## Task requirements
From the entries that follow, copy each line in which "Some" appears.

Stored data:
^^^^
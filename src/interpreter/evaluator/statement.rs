use std::io::{BufRead, Write};

use tracing::{debug, trace};

use crate::{
    ast::{Node, NodeId, Stmt, Tag},
    error::{RuntimeError, TreeError},
    interpreter::evaluator::core::{ExecResult, Executor},
};

impl<R: BufRead, W: Write> Executor<'_, R, W> {
    /// Executes a statement sequence in source order.
    pub(super) fn exec_stmt_seq(&mut self, mut id: NodeId) -> ExecResult<()> {
        loop {
            match self.node(id)? {
                Node::StmtSeq { stmt, rest } => {
                    self.exec_stmt(stmt)?;
                    match rest {
                        Some(next) => id = next,
                        None => return Ok(()),
                    }
                },
                other => return Err(TreeError::unexpected(Tag::StmtSeq, &other).into()),
            }
        }
    }

    fn exec_stmt(&mut self, id: NodeId) -> ExecResult<()> {
        let stmt = match self.node(id)? {
            Node::Stmt(stmt) => stmt,
            other => return Err(TreeError::unexpected(Tag::Stmt, &other).into()),
        };
        self.stats.statements += 1;
        match stmt {
            Stmt::Assign(inner) => self.exec_assign(inner),
            Stmt::If(inner) => self.exec_if(inner),
            Stmt::While(inner) => self.exec_while(inner),
            Stmt::Input(inner) => self.exec_read(inner),
            Stmt::Output(inner) => self.exec_write(inner),
        }
    }

    /// Evaluates the right-hand side and stores it in the target variable.
    fn exec_assign(&mut self, id: NodeId) -> ExecResult<()> {
        let (target, value) = match self.node(id)? {
            Node::Assign { target, value } => (target, value),
            other => return Err(TreeError::unexpected(Tag::Assign, &other).into()),
        };
        let symbol = self.symbol(target)?;
        let value = self.eval_expr(value)?;
        if !self.env.set(symbol, value) {
            return Err(RuntimeError::UnknownVariable { name: format!("#{}", symbol.index()),
                                                       line: self.tree.line(target) });
        }
        Ok(())
    }

    /// Runs the then-branch when the condition holds, the else-branch (if
    /// any) otherwise.
    fn exec_if(&mut self, id: NodeId) -> ExecResult<()> {
        let (cond, then_branch, else_branch) = match self.node(id)? {
            Node::If { cond,
                       then_branch,
                       else_branch, } => (cond, then_branch, else_branch),
            other => return Err(TreeError::unexpected(Tag::If, &other).into()),
        };
        if self.eval_cond(cond)? {
            self.exec_stmt_seq(then_branch)
        } else if let Some(else_branch) = else_branch {
            self.exec_stmt_seq(else_branch)
        } else {
            Ok(())
        }
    }

    /// Runs the body while the condition holds. The condition is evaluated
    /// once more than the number of iterations.
    fn exec_while(&mut self, id: NodeId) -> ExecResult<()> {
        let (cond, body) = match self.node(id)? {
            Node::While { cond, body } => (cond, body),
            other => return Err(TreeError::unexpected(Tag::While, &other).into()),
        };
        let line = self.tree.line(id);
        let mut iterations = 0_u64;
        while self.eval_cond(cond)? {
            iterations += 1;
            self.stats.iterations += 1;
            trace!(line, iteration = iterations, "loop iteration");
            self.exec_stmt_seq(body)?;
        }
        trace!(line, iterations, "loop finished");
        Ok(())
    }

    /// Reads one integer from the data stream into each listed variable, in
    /// order.
    ///
    /// # Errors
    /// - `InputExhausted` if the data stream runs out.
    /// - `InputNotInteger` if the next data token is not an integer.
    fn exec_read(&mut self, id: NodeId) -> ExecResult<()> {
        let ids = match self.node(id)? {
            Node::Input { ids } => ids,
            other => return Err(TreeError::unexpected(Tag::Input, &other).into()),
        };
        let line = self.tree.line(id);
        for name in self.names(ids)? {
            let value = self.input.next_integer(line)?;
            if !self.env.set_by_name(name, value) {
                return Err(RuntimeError::UnknownVariable { name: name.to_string(),
                                                           line });
            }
            debug!(line, name, value, "read");
        }
        Ok(())
    }

    /// Writes `name = value` for each listed variable, one per line.
    ///
    /// # Errors
    /// - `UninitializedVariable` if a listed variable has no value yet. The
    ///   lines for earlier names in the list are already written.
    /// - `Io` if the output sink fails.
    fn exec_write(&mut self, id: NodeId) -> ExecResult<()> {
        let ids = match self.node(id)? {
            Node::Output { ids } => ids,
            other => return Err(TreeError::unexpected(Tag::Output, &other).into()),
        };
        let line = self.tree.line(id);
        for name in self.names(ids)? {
            let Some(value) = self.env.get_by_name(name) else {
                return Err(RuntimeError::UninitializedVariable { name: name.to_string(),
                                                                 line });
            };
            debug!(line, name, value, "write");
            writeln!(self.out, "{name} = {value}").map_err(|source| RuntimeError::Io { source,
                                                                                         line })?;
        }
        Ok(())
    }
}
^^^^
## Answer to this problem
                        Some(next) => id = next,
        } else if let Some(else_branch) = else_branch {
            let Some(value) = self.env.get_by_name(name) else {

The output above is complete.